***** Exercise data
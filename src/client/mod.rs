// Copyright (c) 2025 ADBC Drivers Contributors
//
// Licensed under the Apache License, Version 2.0 (the "License");
// you may not use this file except in compliance with the License.
// You may obtain a copy of the License at
//
//     http://www.apache.org/licenses/LICENSE-2.0
//
// Unless required by applicable law or agreed to in writing, software
// distributed under the License is distributed on an "AS IS" BASIS,
// WITHOUT WARRANTIES OR CONDITIONS OF ANY KIND, either express or implied.
// See the License for the specific language governing permissions and
// limitations under the License.

//! Collaborators the pipeline talks to over the network.
//!
//! - `ChunkHttpClient`: pooled HTTP client with retry logic for chunk downloads
//! - `ResultService`: the query service, used to load child results of a
//!   multi-statement query

pub mod http;

use crate::error::Result;
use crate::types::response::ExecResponse;
use async_trait::async_trait;

pub use http::{ChunkHttpClient, HttpClientConfig};

/// Access to results held by the query service.
///
/// Implemented by the connection layer; the pipeline only needs to load a
/// child result by its id.
#[async_trait]
pub trait ResultService: Send + Sync + std::fmt::Debug {
    /// Fetch the exec response of one child result of a multi-statement query.
    async fn get_child_result(&self, result_id: &str) -> Result<ExecResponse>;
}
// Copyright (c) 2025 ADBC Drivers Contributors
//
// Licensed under the Apache License, Version 2.0 (the "License");
// you may not use this file except in compliance with the License.
// You may obtain a copy of the License at
//
//     http://www.apache.org/licenses/LICENSE-2.0
//
// Unless required by applicable law or agreed to in writing, software
// distributed under the License is distributed on an "AS IS" BASIS,
// WITHOUT WARRANTIES OR CONDITIONS OF ANY KIND, either express or implied.
// See the License for the specific language governing permissions and
// limitations under the License.

//! Result pipelines built from exec responses.
//!
//! This module provides:
//! - `ResultSetFactory`: builds the pipeline for a response
//! - `RowCursor` / `ResultSet` / `Rows`: row access, with chaining
//! - `ArrowBatchStream` / `ResultReader`: raw Arrow batch access

pub mod batches;
pub mod chain;
pub mod cursor;
pub mod fetcher;
pub mod scheduler;

use crate::client::{ChunkHttpClient, ResultService};
use crate::decode::{
    decoder_for, parse_arrow_ipc, BatchConverter, DecodeOptions, DecodedChunk, OutputFormats,
};
use crate::error::{Result, SnowflakeErrorHelper};
use crate::logging::init_logging;
use crate::reader::batches::{ArrowBatchStream, BatchChunkProcessor};
use crate::reader::chain::{ResultSet, Rows};
use crate::reader::cursor::{RowChunkProcessor, RowCursor};
use crate::reader::fetcher::{ChunkFetcher, HttpChunkFetcher};
use crate::reader::scheduler::{ChunkProcessor, PrefetchScheduler};
use crate::types::chunk::ChunkManifest;
use crate::types::config::ResultStreamConfig;
use crate::types::response::{ExecResponse, ResultFormat};
use crate::types::schema::ResultSchema;
use arrow_array::RecordBatch;
use arrow_schema::{ArrowError, SchemaRef};
use std::sync::Arc;
use tokio::runtime::Handle;
use tokio_util::sync::CancellationToken;

/// Factory that builds the pipeline for an exec response.
///
/// Owns the shared HTTP client and configuration. Each response gets its own
/// schema, decoder, manifest and scheduler; session parameters in the
/// response may adjust the configuration for that pipeline only.
pub struct ResultSetFactory {
    config: ResultStreamConfig,
    http_client: Arc<ChunkHttpClient>,
    fetcher: Option<Arc<dyn ChunkFetcher>>,
    result_service: Option<Arc<dyn ResultService>>,
    runtime_handle: Handle,
}

impl std::fmt::Debug for ResultSetFactory {
    fn fmt(&self, f: &mut std::fmt::Formatter<'_>) -> std::fmt::Result {
        f.debug_struct("ResultSetFactory")
            .field("config", &self.config)
            .field("custom_fetcher", &self.fetcher.is_some())
            .field("result_service", &self.result_service)
            .finish()
    }
}

impl ResultSetFactory {
    /// Create a factory. Installs logging as configured.
    pub fn new(config: ResultStreamConfig, runtime_handle: Handle) -> Result<Self> {
        init_logging(&config.log);
        let http_client = Arc::new(ChunkHttpClient::new(config.http.clone())?);
        Ok(Self {
            config,
            http_client,
            fetcher: None,
            result_service: None,
            runtime_handle,
        })
    }

    /// Fetch chunks through `fetcher` instead of HTTPS.
    pub fn with_fetcher(mut self, fetcher: Arc<dyn ChunkFetcher>) -> Self {
        self.fetcher = Some(fetcher);
        self
    }

    /// Service used to load the child results of multi-statement queries.
    pub fn with_result_service(mut self, service: Arc<dyn ResultService>) -> Self {
        self.result_service = Some(service);
        self
    }

    pub fn config(&self) -> &ResultStreamConfig {
        &self.config
    }

    pub fn result_service(&self) -> Option<&Arc<dyn ResultService>> {
        self.result_service.as_ref()
    }

    pub fn runtime_handle(&self) -> &Handle {
        &self.runtime_handle
    }

    /// Build a row cursor over the response; remote chunks start prefetching
    /// immediately.
    pub fn create_cursor(&self, response: &ExecResponse) -> Result<RowCursor> {
        let config = self.pipeline_config(response);
        let format = response.result_format()?;
        let schema = Arc::new(ResultSchema::from_row_types(&response.row_type));
        let decoder = decoder_for(format, schema.clone(), Self::decode_options(&config, response));

        let inline_rows = decoder.decode_inline(response)?;
        let manifest = Arc::new(ChunkManifest::from_response(response, inline_rows.len())?);

        tracing::debug!(
            "Result {}: format={:?}, columns={}, inline_rows={}, chunks={}, total_rows={}, prefetch_limit={}",
            response.query_id,
            format,
            schema.len(),
            inline_rows.len(),
            manifest.len(),
            manifest.total_rows(),
            config.prefetch_limit
        );

        let scheduler = if manifest.is_empty() {
            None
        } else {
            let processor: Arc<dyn ChunkProcessor<DecodedChunk>> =
                Arc::new(RowChunkProcessor::new(decoder, manifest.clone()));
            Some(self.start_scheduler(response, &config, manifest, processor)?)
        };

        Ok(RowCursor::new(schema, inline_rows, scheduler))
    }

    /// Build the result set (following child results) of a response.
    pub async fn create_result_set(self: &Arc<Self>, response: &ExecResponse) -> Result<ResultSet> {
        ResultSet::new(Arc::clone(self), response).await
    }

    /// Blocking variant of [`create_result_set`](Self::create_result_set).
    pub fn create_rows(self: &Arc<Self>, response: &ExecResponse) -> Result<Rows> {
        let result_set = self.runtime_handle.block_on(self.create_result_set(response))?;
        Ok(Rows::new(result_set, self.runtime_handle.clone()))
    }

    /// Build a raw batch stream. Only Arrow results have batches.
    ///
    /// Batches are converted to native Arrow types; the stream's schema is
    /// derived from the row types alone.
    pub fn create_batch_stream(&self, response: &ExecResponse) -> Result<ArrowBatchStream> {
        if response.result_format()? != ResultFormat::Arrow {
            return Err(SnowflakeErrorHelper::invalid_state()
                .message("raw record batches are only available for Arrow results"));
        }
        let config = self.pipeline_config(response);
        let schema = Arc::new(ResultSchema::from_row_types(&response.row_type));
        let converter = Arc::new(BatchConverter::new(
            schema,
            config.batch_options(),
            &Self::decode_options(&config, response),
        ));

        let inline_batches = match response.rowset_base64.as_deref() {
            Some(data) if !data.is_empty() => converter.convert_all(&parse_arrow_ipc(data)?)?,
            _ => Vec::new(),
        };
        let inline_rows = inline_batches.iter().map(RecordBatch::num_rows).sum();
        let manifest = Arc::new(ChunkManifest::from_response(response, inline_rows)?);

        tracing::debug!(
            "Batch stream for {}: inline_batches={}, chunks={}, timestamp_unit={:?}",
            response.query_id,
            inline_batches.len(),
            manifest.len(),
            config.arrow_timestamp_unit
        );

        let scheduler = if manifest.is_empty() {
            None
        } else {
            let processor: Arc<dyn ChunkProcessor<Vec<RecordBatch>>> =
                Arc::new(BatchChunkProcessor::new(manifest.clone(), converter.clone()));
            Some(self.start_scheduler(response, &config, manifest, processor)?)
        };

        Ok(ArrowBatchStream::new(converter.schema(), inline_batches, scheduler))
    }

    /// Build a blocking batch reader.
    ///
    /// Results without any batch get an [`EmptyReader`] with the same
    /// schema a non-empty result would have.
    pub fn create_reader(&self, response: &ExecResponse) -> Result<Box<dyn ResultReader + Send>> {
        let stream = self.create_batch_stream(response)?;
        let schema = stream.schema();
        if stream.is_empty() {
            tracing::info!(
                "Using empty reader: no batches present for {}",
                response.query_id
            );
            return Ok(Box::new(EmptyReader::new(schema)));
        }

        tracing::info!("Using Arrow batch reader for {}", response.query_id);
        Ok(Box::new(BatchStreamReader {
            stream,
            schema,
            runtime_handle: self.runtime_handle.clone(),
        }))
    }

    // --- Internal methods ---

    fn pipeline_config(&self, response: &ExecResponse) -> ResultStreamConfig {
        let mut config = self.config.clone();
        config.apply_session_parameters(&response.parameters);
        config
    }

    fn decode_options(config: &ResultStreamConfig, response: &ExecResponse) -> DecodeOptions {
        DecodeOptions {
            higher_precision: config.higher_precision,
            formats: Arc::new(OutputFormats::from_parameters(&response.parameters)),
        }
    }

    fn fetcher_for(
        &self,
        response: &ExecResponse,
        config: &ResultStreamConfig,
    ) -> Result<Arc<dyn ChunkFetcher>> {
        if let Some(fetcher) = &self.fetcher {
            return Ok(Arc::clone(fetcher));
        }
        Ok(Arc::new(HttpChunkFetcher::for_response(
            Arc::clone(&self.http_client),
            response,
            config,
        )?))
    }

    fn start_scheduler<T: Send + 'static>(
        &self,
        response: &ExecResponse,
        config: &ResultStreamConfig,
        manifest: Arc<ChunkManifest>,
        processor: Arc<dyn ChunkProcessor<T>>,
    ) -> Result<PrefetchScheduler<T>> {
        let scheduler = PrefetchScheduler::new(
            manifest,
            self.fetcher_for(response, config)?,
            processor,
            config.prefetch_limit,
            config.chunk_ready_timeout,
            CancellationToken::new(),
            self.runtime_handle.clone(),
        );
        scheduler.start();
        Ok(scheduler)
    }
}

/// Trait for result readers.
pub trait ResultReader: Send {
    /// Get the schema of the result.
    fn schema(&self) -> Result<SchemaRef>;

    /// Get the next record batch, or None if end of results.
    fn next_batch(&mut self) -> Result<Option<RecordBatch>>;
}

/// Blocking wrapper around an [`ArrowBatchStream`].
struct BatchStreamReader {
    stream: ArrowBatchStream,
    schema: SchemaRef,
    runtime_handle: Handle,
}

impl ResultReader for BatchStreamReader {
    fn schema(&self) -> Result<SchemaRef> {
        Ok(self.schema.clone())
    }

    fn next_batch(&mut self) -> Result<Option<RecordBatch>> {
        self.runtime_handle.block_on(self.stream.next_batch())
    }
}

/// Empty reader for queries with no results.
///
/// Used for valid queries that return zero rows (e.g., `SELECT * WHERE 1=0`).
/// The schema is derived from the response's row types.
pub struct EmptyReader {
    schema: SchemaRef,
}

impl EmptyReader {
    pub fn new(schema: SchemaRef) -> Self {
        Self { schema }
    }
}

impl ResultReader for EmptyReader {
    fn schema(&self) -> Result<SchemaRef> {
        Ok(self.schema.clone())
    }

    fn next_batch(&mut self) -> Result<Option<RecordBatch>> {
        Ok(None)
    }
}

/// Adapter to make ResultReader work as arrow's RecordBatchReader.
pub struct ResultReaderAdapter {
    inner: Box<dyn ResultReader + Send>,
    schema: SchemaRef,
}

impl ResultReaderAdapter {
    /// Create a new adapter wrapping a ResultReader.
    pub fn new(inner: Box<dyn ResultReader + Send>) -> Result<Self> {
        let schema = inner.schema()?;
        Ok(Self { inner, schema })
    }
}

impl arrow_array::RecordBatchReader for ResultReaderAdapter {
    fn schema(&self) -> SchemaRef {
        self.schema.clone()
    }
}

impl Iterator for ResultReaderAdapter {
    type Item = std::result::Result<RecordBatch, ArrowError>;

    fn next(&mut self) -> Option<Self::Item> {
        match self.inner.next_batch() {
            Ok(Some(batch)) => Some(Ok(batch)),
            Ok(None) => None,
            Err(e) => Some(Err(ArrowError::ExternalError(Box::new(e)))),
        }
    }
}
// Copyright (c) 2025 ADBC Drivers Contributors
//
// Licensed under the Apache License, Version 2.0 (the "License");
// you may not use this file except in compliance with the License.
// You may obtain a copy of the License at
//
//     http://www.apache.org/licenses/LICENSE-2.0
//
// Unless required by applicable law or agreed to in writing, software
// distributed under the License is distributed on an "AS IS" BASIS,
// WITHOUT WARRANTIES OR CONDITIONS OF ANY KIND, either express or implied.
// See the License for the specific language governing permissions and
// limitations under the License.

//! Type definitions for the result-set pipeline.
//!
//! This module contains data structures organized by domain:
//! - `response`: exec response types as returned by the query endpoint
//! - `schema`: column metadata and logical types
//! - `chunk`: chunk manifest and raw chunk payloads
//! - `config`: pipeline configuration and option parsing

pub mod chunk;
pub mod config;
pub mod response;
pub mod schema;

// Re-export commonly used types
pub use chunk::{ChunkDescriptor, ChunkManifest, RawChunkBytes};
pub use config::{ResultStreamConfig, RetryPolicy};
pub use response::{
    ExecResponse, ExecResponseChunk, ExecResponseEnvelope, ResultFormat, RowType,
    SessionParameter,
};
pub use schema::{ColumnMeta, ColumnType, ResultSchema, ResultSchemaRef, TypeKind};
**********
Print, without alteration, only the lines above between the one holding "impl arrow_array::RecordBatchReader for" and the one holding "commonly used types", inclusive.

impl arrow_array::RecordBatchReader for ResultReaderAdapter {
    fn schema(&self) -> SchemaRef {
        self.schema.clone()
    }
}

impl Iterator for ResultReaderAdapter {
    type Item = std::result::Result<RecordBatch, ArrowError>;

    fn next(&mut self) -> Option<Self::Item> {
        match self.inner.next_batch() {
            Ok(Some(batch)) => Some(Ok(batch)),
            Ok(None) => None,
            Err(e) => Some(Err(ArrowError::ExternalError(Box::new(e)))),
        }
    }
}
// Copyright (c) 2025 ADBC Drivers Contributors
//
// Licensed under the Apache License, Version 2.0 (the "License");
// you may not use this file except in compliance with the License.
// You may obtain a copy of the License at
//
//     http://www.apache.org/licenses/LICENSE-2.0
//
// Unless required by applicable law or agreed to in writing, software
// distributed under the License is distributed on an "AS IS" BASIS,
// WITHOUT WARRANTIES OR CONDITIONS OF ANY KIND, either express or implied.
// See the License for the specific language governing permissions and
// limitations under the License.

//! Type definitions for the result-set pipeline.
//!
//! This module contains data structures organized by domain:
//! - `response`: exec response types as returned by the query endpoint
//! - `schema`: column metadata and logical types
//! - `chunk`: chunk manifest and raw chunk payloads
//! - `config`: pipeline configuration and option parsing

pub mod chunk;
pub mod config;
pub mod response;
pub mod schema;

// Re-export commonly used types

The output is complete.